Organic farmers most resilient in battle to survive
Small Austrian farmers carrying out low pressure small scale operations are under threat after new statistics revealed that more and more small farmers were throwing in the towel and giving up the business.One of the regions hardest hit in the past 11 years is the province of Lower Austria where the number of farms has fallen by a quarter with the small farms mainly being the ones to give up the ghost. Typically they are family farms where the elderly farmer has nobody willing to take over for such poor return on so much work.
That means around about 5,000 lower Austrian farmers have dropped out of the business since 1999 – which rises to 9,000 if you include part-time farmers.
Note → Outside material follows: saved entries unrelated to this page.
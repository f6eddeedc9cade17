//! Per-claim execution: device leasing and the spawned handler drive
//!
//! Admission happens on the worker loop (it owns the registry); the long
//! part, driving `handler.start()` to completion, runs as an independent
//! tokio task that reports back over the completion channel. The lifecycle
//! events around `start()` are emitted from the spawned task so that
//! `taskStart` always precedes the await and `taskFinish` follows it on
//! every exit path, panics included.

use crate::devices::{Device, DeviceManager};
use crate::handler::TaskHandler;
use crate::monitor::Monitor;
use anyhow::{Context, Result};
use chrono::{DateTime, Utc};
use futures_util::FutureExt;
use shared::api::TaskPayload;
use shared::{EventType, LifecycleEvent};
use std::collections::HashMap;
use std::panic::AssertUnwindSafe;
use std::sync::Arc;
use tokio::sync::mpsc;
use tracing::debug;

/// Completion report from a spawned runner back to the worker loop.
#[derive(Debug)]
pub struct TaskComplete {
    pub task_id: String,
    pub run_id: u32,
    pub result: Result<()>,
}

/// Leases every device the run needs: a cpu device when the worker
/// restricts CPU, plus one device per kind declared in the payload
/// capabilities. On any acquisition failure the devices leased so far are
/// released before the error is returned.
pub fn lease_devices(
    device_manager: &dyn DeviceManager,
    restrict_cpu: bool,
    payload: &TaskPayload,
) -> Result<HashMap<String, Box<dyn Device>>> {
    let mut kinds: Vec<&str> = Vec::new();
    if restrict_cpu {
        kinds.push("cpu");
    }
    if let Some(capabilities) = &payload.capabilities {
        kinds.extend(capabilities.devices.keys().map(String::as_str));
    }

    let mut leased: HashMap<String, Box<dyn Device>> = HashMap::new();
    for kind in kinds {
        if leased.contains_key(kind) {
            continue;
        }
        match device_manager.acquire(kind) {
            Ok(device) => {
                leased.insert(kind.to_string(), device);
            }
            Err(e) => {
                for device in leased.values() {
                    device.release();
                }
                return Err(e).with_context(|| format!("failed to lease '{}' device", kind));
            }
        }
    }

    Ok(leased)
}

/// Spawns the execution of an admitted run. Fire-and-forget: the worker
/// loop learns the outcome through `complete_tx`.
pub fn spawn_execution(
    handler: Arc<dyn TaskHandler>,
    worker_id: String,
    task_id: String,
    run_id: u32,
    task_created: DateTime<Utc>,
    monitor: Arc<dyn Monitor>,
    complete_tx: mpsc::Sender<TaskComplete>,
) {
    tokio::spawn(async move {
        monitor.log_event(
            LifecycleEvent::for_task(EventType::TaskQueue, &worker_id, &task_id, run_id)
                .at(task_created),
        );
        monitor.log_event(LifecycleEvent::for_task(
            EventType::TaskStart,
            &worker_id,
            &task_id,
            run_id,
        ));

        // A panicking handler must still produce a taskFinish and a
        // completion report, or its registry entry would leak forever.
        let result = match AssertUnwindSafe(handler.start()).catch_unwind().await {
            Ok(result) => result,
            Err(_) => Err(anyhow::anyhow!(
                "task handler panicked for task {} run {}",
                task_id,
                run_id
            )),
        };

        monitor.log_event(LifecycleEvent::for_task(
            EventType::TaskFinish,
            &worker_id,
            &task_id,
            run_id,
        ));

        let report = TaskComplete {
            task_id: task_id.clone(),
            run_id,
            result,
        };
        if complete_tx.send(report).await.is_err() {
            debug!(
                task_id = %task_id,
                run_id,
                "Worker loop gone before task completion could be reported"
            );
        }
    });
}
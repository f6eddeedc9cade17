//! Volume cache maintenance
//!
//! Tasks may populate cached volumes that outlive a single run. Before a
//! cycle admits new claims it asks the cache to purge itself back under its
//! size budget, oldest entries first.

use async_trait::async_trait;
use std::path::{Path, PathBuf};
use std::time::SystemTime;
use tracing::{debug, warn};

/// Cache of reusable task volumes.
#[async_trait]
pub trait VolumeCache: Send + Sync {
    /// Evicts cache entries until the cache is back under budget.
    async fn purge_caches(&self);
}

/// Volume cache backed by a directory of cached volumes, trimmed to a byte
/// budget by evicting the least recently touched entries.
pub struct DirVolumeCache {
    root: PathBuf,
    max_bytes: u64,
}

impl DirVolumeCache {
    pub fn new(root: PathBuf, max_bytes: u64) -> Self {
        Self { root, max_bytes }
    }
}

/// Total size in bytes of everything under `path`.
async fn dir_size(path: &Path) -> u64 {
    let mut total = 0u64;
    let mut stack = vec![path.to_path_buf()];

    while let Some(dir) = stack.pop() {
        let Ok(mut entries) = tokio::fs::read_dir(&dir).await else {
            continue;
        };
        while let Ok(Some(entry)) = entries.next_entry().await {
            let Ok(metadata) = entry.metadata().await else {
                continue;
            };
            if metadata.is_dir() {
                stack.push(entry.path());
            } else {
                total += metadata.len();
            }
        }
    }

    total
}

#[async_trait]
impl VolumeCache for DirVolumeCache {
    async fn purge_caches(&self) {
        let mut entries = match tokio::fs::read_dir(&self.root).await {
            Ok(entries) => entries,
            Err(e) if e.kind() == std::io::ErrorKind::NotFound => return,
            Err(e) => {
                warn!(root = %self.root.display(), "Cache purge failed to list entries: {}", e);
                return;
            }
        };

        // Collect (path, mtime, size) for every cache entry.
        let mut cached: Vec<(PathBuf, SystemTime, u64)> = Vec::new();
        while let Ok(Some(entry)) = entries.next_entry().await {
            let path = entry.path();
            if !path.is_dir() {
                continue;
            }
            let modified = entry
                .metadata()
                .await
                .ok()
                .and_then(|m| m.modified().ok())
                .unwrap_or(SystemTime::UNIX_EPOCH);
            let size = dir_size(&path).await;
            cached.push((path, modified, size));
        }

        let mut total: u64 = cached.iter().map(|(_, _, size)| size).sum();
        if total <= self.max_bytes {
            debug!(total, budget = self.max_bytes, "Volume cache within budget");
            return;
        }

        // Oldest entries go first.
        cached.sort_by_key(|(_, modified, _)| *modified);

        for (path, _, size) in cached {
            if total <= self.max_bytes {
                break;
            }
            match tokio::fs::remove_dir_all(&path).await {
                Ok(()) => {
                    total = total.saturating_sub(size);
                    debug!(path = %path.display(), size, "Purged cached volume");
                }
                Err(e) => warn!(path = %path.display(), "Failed to purge cached volume: {}", e),
            }
        }
    }
}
Austria wide the situation is not much better – with a fifth of all farmers giving up the business. Not all of the land goes out of production – often the farmers simply rent their lands to larger farms leaning towards a tendency for larger businesses.
Hermann Schultes, president of the lower Austrian agricultural chamber, said he was not so worried about the trend: "As long as it was possible to maintain the agricultural character of the countryside and the competitiveness of the products they produce."
The local MP responsible for agricultural matters Stephan Pernkopf (ÖVP) said that it was clear that hard work alone was not enough and the subsidies were necessary if small farmers were to survive.
The tendency towards larger farms was also reflected in the keeping of animals with the average farmer in 2010 having 28 cows, that in 1995 was 20. The total number of cattle farmers fell in that period from 115,700 to 72,000. Pig farmers on average increased their ownership of animals from 35 to 85 and for sheep from 18 to 27 – and for goats from 4 to 8.
The decline in the number of pig farmers was particularly high with the numbers falling from 106,900 in 1995 to 82,604 years later and 38,000 by 2010.
But despite the tendency toward larger farmers in general in Austria farms are still small-scale compared to the EU average.
One of the farming groups that fared best were the high Alpine farmers with farmers in Salzburg for example mostly remaining in business in comparison with the rest of the country.
In 2010 statistics showed there were just under 10,000 farmers in Salzburg whereas 20 years earlier it was around 12,000. Although the decline is of a fifth, it is still a minimal reduction compared to what the rest of the country has seen which is closer to 40 per cent over the same period.
Part of the reason is because of the large number of Salzburg farmers that are organic. An estimated 40 per cent are registered as organic farmers whereas by comparison in Tyrol it is not even 20 per cent and in Upper Austria and low Austria about 13 per cent.